PHILIP STAFFORD MOXOM, D. D.

PASTOR SOUTH CONGREGATIONAL CHURCH, SPRINGFIELD, MASS.

"Educational Materials which only Pastoral Experience can Discover and Use." This is the subject which really underlies the brief and simple caption of this paper, "The Pastor as a Teacher." The pastor is a teacher of religion, not primarily as a science or a history, but as an art and an experience. Both the science and the history of religion. may serve him by enlightening and enriching his thought and giving it accuracy and scope. Indeed, if he would expound the sacred Scriptures accurately and adequately, he must know the work of scientific men, if he be not himself a scholar, and he ought to know the largest and latest results of inquiry into the religious history of mankind. All branches of the human race have some kind of religion. As Sabatier said, humanity is "incurably religious." To know thoroughly either the Hebrew or the Christian religion, one must know the religious nature of man in its various manifestations, from the most primitive fetish worship to the purest and most spiritual expression of religious ideas and emotions. Christianity is not an isolated phenomenon in the history of the world. It is not even unique, save in spiritual eminence; and it is bound by many interior ties to the religions of Egypt and Chaldea and Palestine, and Greece and Rome, and India and Japan.

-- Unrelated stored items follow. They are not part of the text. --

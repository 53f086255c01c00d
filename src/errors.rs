use thiserror::Error;

/// Whole-run failures. These abort the batch with no partial effect and
/// surface to the external scheduler through the process exit status.
/// Retry policy lives with the scheduler, not here.
#[derive(Debug, Error)]
pub enum PipelineError {
    /// The store could not be reached, or expected upstream data is missing.
    #[error("data unavailable: {0}")]
    DataUnavailable(String),

    /// A batch transaction failed to commit.
    #[error("transaction failed: {0}")]
    Transaction(String),
}

/// Why a single scraped entry was rejected. Per-record failures never abort
/// the run; they are accumulated and reported in the batch summary.
#[derive(Debug, Clone, PartialEq, Eq)]
pub enum RejectReason {
    MissingFlightNumber,
    MissingScheduledTime,
    /// No configured time format matched the raw schedule string.
    UnparseableTime(String),
    /// The parsed schedule falls on a different calendar day than the
    /// scrape date, so the entry does not belong to this batch.
    WrongDay(String),
}

impl std::fmt::Display for RejectReason {
    fn fmt(&self, f: &mut std::fmt::Formatter<'_>) -> std::fmt::Result {
        match self {
            RejectReason::MissingFlightNumber => write!(f, "missing flight number"),
            RejectReason::MissingScheduledTime => write!(f, "missing scheduled time"),
            RejectReason::UnparseableTime(raw) => {
                write!(f, "unparseable scheduled time '{raw}'")
            }
            RejectReason::WrongDay(raw) => {
                write!(f, "scheduled time '{raw}' is outside the scrape date")
            }
        }
    }
}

The pastor may be religious without any knowledge of this wide and fertile field, but he cannot intelligently interpret religion to the understanding of his people.

But the pastor's main concern is with religion as an art and an experience. Religion is an art because it is the expression of perceptions and emotions of the moral sensibility, and this expression has an æsthetic quality. Religion has a natural and close relation with poetry and music and painting and sculpture and architecture. All these arts first developed in connection with religion. But religion is an art also because it is a spring of motive to action; in the case of the Christian religion, it is pre-eminently this. In terms of conduct it is righteousness. Righteous conduct is a fine art the finest of arts. Paul called it beautiful conduct - kallo poiown; it is the perfect art, for it is the complete expression of ideas and emotions which belong to the highest realm of the beautiful. In the last analysis, the terms "the true," "the beautiful," and "the good" are synonymous. The pastor teaches

religion as an art because he teaches the principles of beautiful conduct. Religion is also, and primarily, an experience. Men do not think their way into religion; they are religious, and think their way into the reasons and implications of religion. The thought-process or its result reacts on the religion, rationalizing and refining it, or, rarely, perhaps, by some curious inversion, coarsening and degrading it. Fundamentally, men feel the reality of God and the soul and their own dependence and obligation; and they learn through the response of the will to the impulse of feeling.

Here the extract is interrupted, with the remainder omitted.